In order to understand the metaphor properly, envision the plastic-rigging that protects workers as they try to erect a skyscraper. Now picture the plastic sheathing being suddenly blown away to reveal the lonesome frames of incomplete progress.
“Die Alte Dame” looked closer to completion in a tight 4-4-2 with Matheus Cunha buttressing Dodi Lukebakio and Krzysztof Piatek. Jhon Cordoba also scored in his club debut. By contrast, newly acquired midfielder Lucas Toursart was rather quiet in his first league match.
Vladamir Darida appears to have carried his incredible ability to cover every blade of grass on the pitch over from the previous campaign. He supplied the assists on two of Hertha’s goals in the convincing 4-1 defeat of SV Werder Bremen. Any talk of the richer capital club making a play for Europe must still be shelved as Bremen were simply atrocious.
The Burning Questions: Round One
Are Augsburg a stable mid-table club?
It came as something of a surprise to see the Fuggerstädter pop up so often as a relegation pick for many Bundesliga experts. The Philipp Max departure likely guides a lot of this thinking. Head-coach Heiko Herrlich’s inane inability to understand quarantine rules probably doesn’t help either.
The league’s smaller Bavarian side appeared defiant and even ruthless at times in this weekend’s 3-1 defeat of 1. FC Union Berlin. A 4-4-2 with the returning Michael Gregoritsch serving as an anchoring striker worked surprisingly well. Even 32-year-old Daniel Caligiuri exhibited a long lost spring in his step.
In Florian Niederlechner, Augsburg still possess perhaps the Bundesliga’s fifth or sixth best striker. One senses that they will be well poised to secure their 11th consecutive top tier season.
Will Leverkusen or Leipzig regress this season?

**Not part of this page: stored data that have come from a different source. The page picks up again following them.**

use std::str::FromStr;
use std::time::Duration;

use backoffice_client::ClientConfig;
use backoffice_controller::ToggleRetryConfig;
use backoffice_core::query::{clamp_page_size, DEFAULT_PAGE_SIZE};

#[derive(Debug, thiserror::Error, PartialEq, Eq)]
pub enum ConfigError {
    #[error("{name} must be a valid {expected}, got '{value}'")]
    Invalid {
        name: &'static str,
        expected: &'static str,
        value: String,
    },
}

/// Console configuration loaded from environment variables.
#[derive(Debug, Clone)]
pub struct DashboardConfig {
    pub client: ClientConfig,
    /// Initial page size for list commands.
    pub default_page_size: u32,
    pub toggle_retry: ToggleRetryConfig,
}

impl DashboardConfig {
    /// Load configuration from environment variables with defaults.
    ///
    /// | Env Var                     | Default                     |
    /// |-----------------------------|-----------------------------|
    /// | `BACKOFFICE_API_URL`        | `http://localhost:8080/api` |
    /// | `BACKOFFICE_API_TOKEN`      | unset                       |
    /// | `REQUEST_TIMEOUT_SECS`      | `30`                        |
    /// | `DEFAULT_PAGE_SIZE`         | `10`                        |
    /// | `TOGGLE_MAX_RETRIES`        | `3`                         |
    /// | `TOGGLE_RETRY_ENABLED`      | `true`                      |
    /// | `TOGGLE_RETRY_DELAY_MS`     | `500`                       |
    /// | `TOGGLE_RETRY_MAX_DELAY_MS` | `4000`                      |
    /// | `TOGGLE_LOG_ATTEMPTS`       | `false`                     |
    pub fn from_env() -> Result<Self, ConfigError> {
        Self::from_lookup(|name| std::env::var(name).ok())
    }

    /// Same as [`from_env`](Self::from_env) but reading from `lookup`.
    pub fn from_lookup(lookup: impl Fn(&str) -> Option<String>) -> Result<Self, ConfigError> {
        let client_defaults = ClientConfig::default();
        let retry_defaults = ToggleRetryConfig::default();

        let base_url = lookup("BACKOFFICE_API_URL")
            .map(|s| s.trim().to_string())
            .filter(|s| !s.is_empty())
            .unwrap_or(client_defaults.base_url);

        let api_token = lookup("BACKOFFICE_API_TOKEN")
            .map(|s| s.trim().to_string())
            .filter(|s| !s.is_empty());

        let request_timeout_secs = parse_var(
            &lookup,
            "REQUEST_TIMEOUT_SECS",
            "u64",
            client_defaults.request_timeout_secs,
        )?;

        let default_page_size =
            clamp_page_size(parse_var(&lookup, "DEFAULT_PAGE_SIZE", "u32", DEFAULT_PAGE_SIZE)?);

        let max_retries = parse_var(
            &lookup,
            "TOGGLE_MAX_RETRIES",
            "u32",
            retry_defaults.max_retries,
        )?;
        let retry_enabled = parse_var(
            &lookup,
            "TOGGLE_RETRY_ENABLED",
            "bool",
            retry_defaults.retry_enabled,
        )?;
        let delay_ms: u64 = parse_var(
            &lookup,
            "TOGGLE_RETRY_DELAY_MS",
            "u64",
            retry_defaults.initial_delay.as_millis() as u64,
        )?;
        let max_delay_ms: u64 = parse_var(
            &lookup,
            "TOGGLE_RETRY_MAX_DELAY_MS",
            "u64",
            retry_defaults.max_delay.as_millis() as u64,
        )?;
        let log_attempts = parse_var(
            &lookup,
            "TOGGLE_LOG_ATTEMPTS",
            "bool",
            retry_defaults.log_attempts,
        )?;

        Ok(Self {
            client: ClientConfig {
                base_url,
                api_token,
                request_timeout_secs,
            },
            default_page_size,
            toggle_retry: ToggleRetryConfig {
                // At least the first attempt always runs.
                max_retries: max_retries.max(1),
                retry_enabled,
                initial_delay: Duration::from_millis(delay_ms),
                max_delay: Duration::from_millis(max_delay_ms.max(delay_ms)),
                log_attempts,
                ..retry_defaults
            },
        })
    }
}

fn parse_var<T: FromStr>(
    lookup: &impl Fn(&str) -> Option<String>,
    name: &'static str,
    expected: &'static str,
    default: T,
) -> Result<T, ConfigError> {
    match lookup(name) {
        None => Ok(default),
        Some(raw) if raw.trim().is_empty() => Ok(default),
        Some(raw) => raw.trim().parse().map_err(|_| ConfigError::Invalid {
            name,
            expected,
            value: raw,
        }),
    }
}

#[cfg(test)]
mod tests {
    use std::collections::HashMap;

    use assert_matches::assert_matches;

    use super::*;

    fn load(vars: &[(&str, &str)]) -> Result<DashboardConfig, ConfigError> {
        let map: HashMap<String, String> = vars
            .iter()
            .map(|(k, v)| (k.to_string(), v.to_string()))
            .collect();
        DashboardConfig::from_lookup(|name| map.get(name).cloned())
    }

    #[test]
    fn defaults_when_nothing_is_set() {
        let config = load(&[]).unwrap();

        assert_eq!(config.client.base_url, "http://localhost:8080/api");
        assert_eq!(config.client.api_token, None);
        assert_eq!(config.client.request_timeout_secs, 30);
        assert_eq!(config.default_page_size, 10);
        assert_eq!(config.toggle_retry.max_retries, 3);
        assert!(config.toggle_retry.retry_enabled);
        assert_eq!(config.toggle_retry.initial_delay, Duration::from_millis(500));
        assert_eq!(config.toggle_retry.max_delay, Duration::from_secs(4));
        assert!(!config.toggle_retry.log_attempts);
    }

    #[test]
    fn overrides_are_parsed() {
        let config = load(&[
            ("BACKOFFICE_API_URL", "https://admin.example.com/api"),
            ("BACKOFFICE_API_TOKEN", "secret"),
            ("DEFAULT_PAGE_SIZE", "25"),
            ("TOGGLE_MAX_RETRIES", "5"),
            ("TOGGLE_RETRY_ENABLED", "false"),
            ("TOGGLE_LOG_ATTEMPTS", "true"),
        ])
        .unwrap();

        assert_eq!(config.client.base_url, "https://admin.example.com/api");
        assert_eq!(config.client.api_token.as_deref(), Some("secret"));
        assert_eq!(config.default_page_size, 25);
        assert_eq!(config.toggle_retry.max_retries, 5);
        assert!(!config.toggle_retry.retry_enabled);
        assert!(config.toggle_retry.log_attempts);
    }

    #[test]
    fn blank_values_fall_back_to_defaults() {
        let config = load(&[("BACKOFFICE_API_TOKEN", "  "), ("REQUEST_TIMEOUT_SECS", "")]).unwrap();
        assert_eq!(config.client.api_token, None);
        assert_eq!(config.client.request_timeout_secs, 30);
    }

    #[test]
    fn page_size_is_clamped() {
        assert_eq!(load(&[("DEFAULT_PAGE_SIZE", "500")]).unwrap().default_page_size, 100);
    }

    #[test]
    fn zero_retries_still_allows_one_attempt() {
        let config = load(&[("TOGGLE_MAX_RETRIES", "0")]).unwrap();
        assert_eq!(config.toggle_retry.max_retries, 1);
    }

    #[test]
    fn invalid_number_is_reported() {
        let err = load(&[("TOGGLE_MAX_RETRIES", "lots")]).unwrap_err();
        assert_matches!(
            err,
            ConfigError::Invalid { name: "TOGGLE_MAX_RETRIES", expected: "u32", .. }
        );
        assert_eq!(
            err.to_string(),
            "TOGGLE_MAX_RETRIES must be a valid u32, got 'lots'"
        );
    }
}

This is a dominant question for many Bundesliga watchers. Julian Nagelsmann must make do without a combined total of 60 “scorer points” following the departures of Patrik Schick and Timo Werner. The young coach still has Yussuf Poulsen, Christopher Nkunku, and even gets Jean Kevin Augustin back from loan. Hwang Hee-Chan has been brought in and more help is, reportedly, on the way in the form of Alexander Sørloth.

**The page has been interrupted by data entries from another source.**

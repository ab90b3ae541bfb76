//! Filter / sort / page parameters that drive a list fetch.
//!
//! [`QueryState`] is an immutable value: every transition returns a new
//! state. Changing filters, sort or page size always rewinds to page 0;
//! changing the page alone leaves everything else untouched.

use std::collections::BTreeMap;
use std::fmt;

use serde::{Deserialize, Serialize};

// ---------------------------------------------------------------------------
// Pagination defaults
// ---------------------------------------------------------------------------

/// Default number of rows per page on the admin screens.
pub const DEFAULT_PAGE_SIZE: u32 = 10;

/// Largest page size a list request may ask for.
pub const MAX_PAGE_SIZE: u32 = 100;

/// Sort column used when a screen does not pick one.
pub const DEFAULT_SORT_FIELD: &str = "id";

/// Clamp a user-provided page size to `1..=MAX_PAGE_SIZE`.
pub fn clamp_page_size(size: u32) -> u32 {
    size.clamp(1, MAX_PAGE_SIZE)
}

// ---------------------------------------------------------------------------
// Sort direction
// ---------------------------------------------------------------------------

#[derive(Debug, Clone, Copy, PartialEq, Eq, Default, Serialize, Deserialize)]
#[serde(rename_all = "lowercase")]
pub enum SortDir {
    #[default]
    Asc,
    Desc,
}

impl SortDir {
    pub fn flipped(self) -> Self {
        match self {
            Self::Asc => Self::Desc,
            Self::Desc => Self::Asc,
        }
    }

    pub fn as_str(self) -> &'static str {
        match self {
            Self::Asc => "asc",
            Self::Desc => "desc",
        }
    }
}

impl fmt::Display for SortDir {
    fn fmt(&self, f: &mut fmt::Formatter<'_>) -> fmt::Result {
        f.write_str(self.as_str())
    }
}

// ---------------------------------------------------------------------------
// Filters
// ---------------------------------------------------------------------------

/// A single filter value. An absent key means "no filter".
#[derive(Debug, Clone, PartialEq, Eq, Serialize, Deserialize)]
#[serde(untagged)]
pub enum FilterValue {
    Flag(bool),
    Text(String),
}

impl FilterValue {
    /// Blank text filters carry no constraint.
    pub fn is_blank(&self) -> bool {
        matches!(self, Self::Text(s) if s.trim().is_empty())
    }

    /// Wire representation used in the list request query string.
    pub fn to_param(&self) -> String {
        match self {
            Self::Flag(b) => b.to_string(),
            Self::Text(s) => s.trim().to_string(),
        }
    }
}

impl From<bool> for FilterValue {
    fn from(value: bool) -> Self {
        Self::Flag(value)
    }
}

impl From<&str> for FilterValue {
    fn from(value: &str) -> Self {
        Self::Text(value.to_string())
    }
}

impl From<String> for FilterValue {
    fn from(value: String) -> Self {
        Self::Text(value)
    }
}

/// Entity-specific filters keyed by request parameter name.
///
/// A `BTreeMap` keeps keys unique and the request parameters in a stable order.
#[derive(Debug, Clone, PartialEq, Eq, Default, Serialize, Deserialize)]
pub struct Filters(BTreeMap<String, FilterValue>);

impl Filters {
    pub fn new() -> Self {
        Self::default()
    }

    /// Add a filter, builder style. Blank text values are dropped.
    pub fn with(mut self, key: impl Into<String>, value: impl Into<FilterValue>) -> Self {
        self.set(key, Some(value.into()));
        self
    }

    /// Set or remove a filter. `None` and blank text both remove the key.
    pub fn set(&mut self, key: impl Into<String>, value: Option<FilterValue>) {
        let key = key.into();
        match value {
            Some(v) if !v.is_blank() => {
                self.0.insert(key, v);
            }
            _ => {
                self.0.remove(&key);
            }
        }
    }

    pub fn get(&self, key: &str) -> Option<&FilterValue> {
        self.0.get(key)
    }

    pub fn is_empty(&self) -> bool {
        self.0.is_empty()
    }

    pub fn len(&self) -> usize {
        self.0.len()
    }

    pub fn iter(&self) -> impl Iterator<Item = (&String, &FilterValue)> {
        self.0.iter()
    }
}

impl<K: Into<String>, V: Into<FilterValue>> FromIterator<(K, V)> for Filters {
    fn from_iter<I: IntoIterator<Item = (K, V)>>(iter: I) -> Self {
        iter.into_iter()
            .fold(Self::new(), |filters, (k, v)| filters.with(k, v))
    }
}

// ---------------------------------------------------------------------------
// QueryState
// ---------------------------------------------------------------------------

#[derive(Debug, Clone, PartialEq, Eq, Serialize, Deserialize)]
#[serde(rename_all = "camelCase")]
pub struct QueryState {
    filters: Filters,
    sort_by: String,
    sort_dir: SortDir,
    page: u32,
    page_size: u32,
}

impl Default for QueryState {
    fn default() -> Self {
        Self::new(DEFAULT_SORT_FIELD, DEFAULT_PAGE_SIZE)
    }
}

impl QueryState {
    /// Unfiltered first page sorted ascending by `sort_by`.
    pub fn new(sort_by: impl Into<String>, page_size: u32) -> Self {
        Self {
            filters: Filters::new(),
            sort_by: sort_by.into(),
            sort_dir: SortDir::Asc,
            page: 0,
            page_size: clamp_page_size(page_size),
        }
    }

    pub fn filters(&self) -> &Filters {
        &self.filters
    }

    pub fn sort_by(&self) -> &str {
        &self.sort_by
    }

    pub fn sort_dir(&self) -> SortDir {
        self.sort_dir
    }

    pub fn page(&self) -> u32 {
        self.page
    }

    pub fn page_size(&self) -> u32 {
        self.page_size
    }

    /// Replace filters wholesale and rewind to page 0.
    pub fn with_filters(&self, filters: Filters) -> Self {
        Self {
            filters,
            page: 0,
            ..self.clone()
        }
    }

    /// Jump to `page`. No bound check: the server reports what exists.
    pub fn with_page(&self, page: u32) -> Self {
        Self {
            page,
            ..self.clone()
        }
    }

    /// Change the page size (clamped) and rewind to page 0.
    pub fn with_page_size(&self, page_size: u32) -> Self {
        Self {
            page_size: clamp_page_size(page_size),
            page: 0,
            ..self.clone()
        }
    }

    /// Column-header click: same field flips direction, a new field sorts
    /// ascending. Always rewinds to page 0.
    pub fn with_sort(&self, field: &str) -> Self {
        let sort_dir = if self.sort_by == field {
            self.sort_dir.flipped()
        } else {
            SortDir::Asc
        };
        Self {
            sort_by: field.to_string(),
            sort_dir,
            page: 0,
            ..self.clone()
        }
    }

    /// Explicit sort field and direction. Rewinds to page 0.
    pub fn with_sort_dir(&self, field: &str, sort_dir: SortDir) -> Self {
        Self {
            sort_by: field.to_string(),
            sort_dir,
            page: 0,
            ..self.clone()
        }
    }

    /// Parameters for the list endpoint: `page`, `size`, `sortBy`,
    /// `sortDir`, then filters in key order.
    pub fn to_query_pairs(&self) -> Vec<(String, String)> {
        let mut pairs = vec![
            ("page".to_string(), self.page.to_string()),
            ("size".to_string(), self.page_size.to_string()),
            ("sortBy".to_string(), self.sort_by.clone()),
            ("sortDir".to_string(), self.sort_dir.to_string()),
        ];
        pairs.extend(
            self.filters
                .iter()
                .map(|(k, v)| (k.clone(), v.to_param())),
        );
        pairs
    }
}

#[cfg(test)]
mod tests {
    use super::*;

    fn base() -> QueryState {
        QueryState::new("name", 10).with_page(3)
    }

    // -- page reset ----------------------------------------------------------

    #[test]
    fn filters_reset_page() {
        let q = base().with_filters(Filters::new().with("active", true));
        assert_eq!(q.page(), 0);
        assert_eq!(q.filters().get("active"), Some(&FilterValue::Flag(true)));
    }

    #[test]
    fn page_size_resets_page() {
        let q = base().with_page_size(25);
        assert_eq!(q.page(), 0);
        assert_eq!(q.page_size(), 25);
    }

    #[test]
    fn sort_resets_page() {
        assert_eq!(base().with_sort("email").page(), 0);
        assert_eq!(base().with_sort("name").page(), 0);
    }

    #[test]
    fn page_change_touches_nothing_else() {
        let before = QueryState::new("name", 20)
            .with_filters(Filters::new().with("role", "admin"))
            .with_sort("name")
            .with_sort("name");
        let after = before.with_page(4);

        assert_eq!(after.page(), 4);
        assert_eq!(after.filters(), before.filters());
        assert_eq!(after.sort_by(), before.sort_by());
        assert_eq!(after.sort_dir(), before.sort_dir());
        assert_eq!(after.page_size(), before.page_size());
    }

    // -- sorting -------------------------------------------------------------

    #[test]
    fn same_field_flips_direction() {
        let q = QueryState::new("id", 10).with_sort("name");
        assert_eq!(q.sort_dir(), SortDir::Asc);
        let q = q.with_sort("name");
        assert_eq!(q.sort_by(), "name");
        assert_eq!(q.sort_dir(), SortDir::Desc);
        let q = q.with_sort("name");
        assert_eq!(q.sort_dir(), SortDir::Asc);
    }

    #[test]
    fn new_field_sorts_ascending() {
        let q = QueryState::new("name", 10).with_sort("name");
        assert_eq!(q.sort_dir(), SortDir::Desc);
        let q = q.with_sort("email");
        assert_eq!(q.sort_by(), "email");
        assert_eq!(q.sort_dir(), SortDir::Asc);
    }

    // -- filters -------------------------------------------------------------

    #[test]
    fn blank_text_filter_is_absent() {
        let f = Filters::new().with("name", "   ").with("active", false);
        assert_eq!(f.len(), 1);
        assert!(f.get("name").is_none());
    }

    #[test]
    fn setting_none_removes_key() {
        let mut f = Filters::new().with("name", "bob");
        f.set("name", None);
        assert!(f.is_empty());
    }

    // -- page size -----------------------------------------------------------

    #[test]
    fn page_size_is_clamped() {
        assert_eq!(QueryState::new("id", 0).page_size(), 1);
        assert_eq!(QueryState::new("id", 500).page_size(), MAX_PAGE_SIZE);
    }

    // -- request parameters --------------------------------------------------

    #[test]
    fn query_pairs_carry_sort_and_filters() {
        let q = QueryState::new("name", 10)
            .with_filters(Filters::new().with("active", true).with("email", " a@b.c "));
        let pairs = q.to_query_pairs();
        assert_eq!(
            pairs,
            vec![
                ("page".to_string(), "0".to_string()),
                ("size".to_string(), "10".to_string()),
                ("sortBy".to_string(), "name".to_string()),
                ("sortDir".to_string(), "asc".to_string()),
                ("active".to_string(), "true".to_string()),
                ("email".to_string(), "a@b.c".to_string()),
            ]
        );
    }
}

That transfer will take more time, as will Nagelsmann’s restructuring of his striking corps. Over at Leverkusen, one similarly encounters the issue of time. Peter Bosz will need time to successfully integrate Patrik Schick into a starting XI construct and the additional assistance the Dutch coach has been so vocal about procuring hasn’t even arrived yet. Bosz must contend with a combined loss of 37 “scorer points” after the departures of Kai Havertz and Kevin Volland.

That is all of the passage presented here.